Each record should be written out exactly as given.

==========

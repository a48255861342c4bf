//! File transport implementation

use crate::core::{LogRecord, Result, Transport};
use std::fs::{File, OpenOptions};
use std::io::{BufWriter, Write};
use std::path::PathBuf;

/// Appends each rendered line to a file
pub struct FileTransport {
    writer: BufWriter<File>,
    path: PathBuf,
}

impl FileTransport {
    pub fn new(path: impl Into<PathBuf>) -> Result<Self> {
        let path = path.into();
        let file = OpenOptions::new().create(true).append(true).open(&path)?;

        Ok(Self {
            writer: BufWriter::new(file),
            path,
        })
    }

    pub fn path(&self) -> &PathBuf {
        &self.path
    }
}

impl Transport for FileTransport {
    fn dispatch(&mut self, record: &LogRecord) -> Result<()> {
        writeln!(self.writer, "{}", record.output)?;
        Ok(())
    }

    fn flush(&mut self) -> Result<()> {
        self.writer.flush()?;
        Ok(())
    }

    fn name(&self) -> &str {
        "file"
    }
}

impl Drop for FileTransport {
    fn drop(&mut self) {
        // Ensure all buffered data is flushed to disk
        let _ = self.flush();
    }
}

#[cfg(test)]
mod tests {
    use super::*;
    use crate::core::LogLevel;
    use std::fs;
    use tempfile::tempdir;

    #[test]
    fn test_file_transport_appends_lines() -> Result<()> {
        let dir = tempdir()?;
        let log_path = dir.path().join("app.log");

        let mut transport = FileTransport::new(&log_path)?;
        for i in 1..=3 {
            let mut record = LogRecord::new(LogLevel::Info, format!("entry {}", i));
            record.output = format!("00{} entry {}", i, i);
            transport.dispatch(&record)?;
        }
        transport.flush()?;

        let content = fs::read_to_string(&log_path)?;
        assert_eq!(content, "001 entry 1\n002 entry 2\n003 entry 3\n");
        Ok(())
    }

    #[test]
    fn test_file_transport_keeps_existing_content() -> Result<()> {
        let dir = tempdir()?;
        let log_path = dir.path().join("existing.log");
        fs::write(&log_path, "previous run\n")?;

        {
            let mut transport = FileTransport::new(&log_path)?;
            let mut record = LogRecord::new(LogLevel::Warn, "again".to_string());
            record.output = "again".to_string();
            transport.dispatch(&record)?;
            // Dropping flushes
        }

        let content = fs::read_to_string(&log_path)?;
        assert_eq!(content, "previous run\nagain\n");
        Ok(())
    }
}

==========

Answer for this exercise >>
repository a48255861342c4bf
//! File transport implementation

use crate::core::{LogRecord, Result, Transport};
use std::fs::{File, OpenOptions};
use std::io::{BufWriter, Write};
use std::path::PathBuf;

/// Appends each rendered line to a file
pub struct FileTransport {
    writer: BufWriter<File>,
    path: PathBuf,
}

impl FileTransport {
    pub fn new(path: impl Into<PathBuf>) -> Result<Self> {
        let path = path.into();
        let file = OpenOptions::new().create(true).append(true).open(&path)?;

        Ok(Self {
            writer: BufWriter::new(file),
            path,
        })
    }

    pub fn path(&self) -> &PathBuf {
        &self.path
    }
}

impl Transport for FileTransport {
    fn dispatch(&mut self, record: &LogRecord) -> Result<()> {
        writeln!(self.writer, "{}", record.output)?;
        Ok(())
    }

    fn flush(&mut self) -> Result<()> {
        self.writer.flush()?;
        Ok(())
    }

    fn name(&self) -> &str {
        "file"
    }
}

impl Drop for FileTransport {
    fn drop(&mut self) {
        // Ensure all buffered data is flushed to disk
        let _ = self.flush();
    }
}

#[cfg(test)]
mod tests {
    use super::*;
    use crate::core::LogLevel;
    use std::fs;
    use tempfile::tempdir;

    #[test]
    fn test_file_transport_appends_lines() -> Result<()> {
        let dir = tempdir()?;
        let log_path = dir.path().join("app.log");

        let mut transport = FileTransport::new(&log_path)?;
        for i in 1..=3 {
            let mut record = LogRecord::new(LogLevel::Info, format!("entry {}", i));
            record.output = format!("00{} entry {}", i, i);
            transport.dispatch(&record)?;
        }
        transport.flush()?;

        let content = fs::read_to_string(&log_path)?;
        assert_eq!(content, "001 entry 1\n002 entry 2\n003 entry 3\n");
        Ok(())
    }

    #[test]
    fn test_file_transport_keeps_existing_content() -> Result<()> {
        let dir = tempdir()?;
        let log_path = dir.path().join("existing.log");
        fs::write(&log_path, "previous run\n")?;

        {
            let mut transport = FileTransport::new(&log_path)?;
            let mut record = LogRecord::new(LogLevel::Warn, "again".to_string());
            record.output = "again".to_string();
            transport.dispatch(&record)?;
            // Dropping flushes
        }

        let content = fs::read_to_string(&log_path)?;
        assert_eq!(content, "previous run\nagain\n");
        Ok(())
    }
}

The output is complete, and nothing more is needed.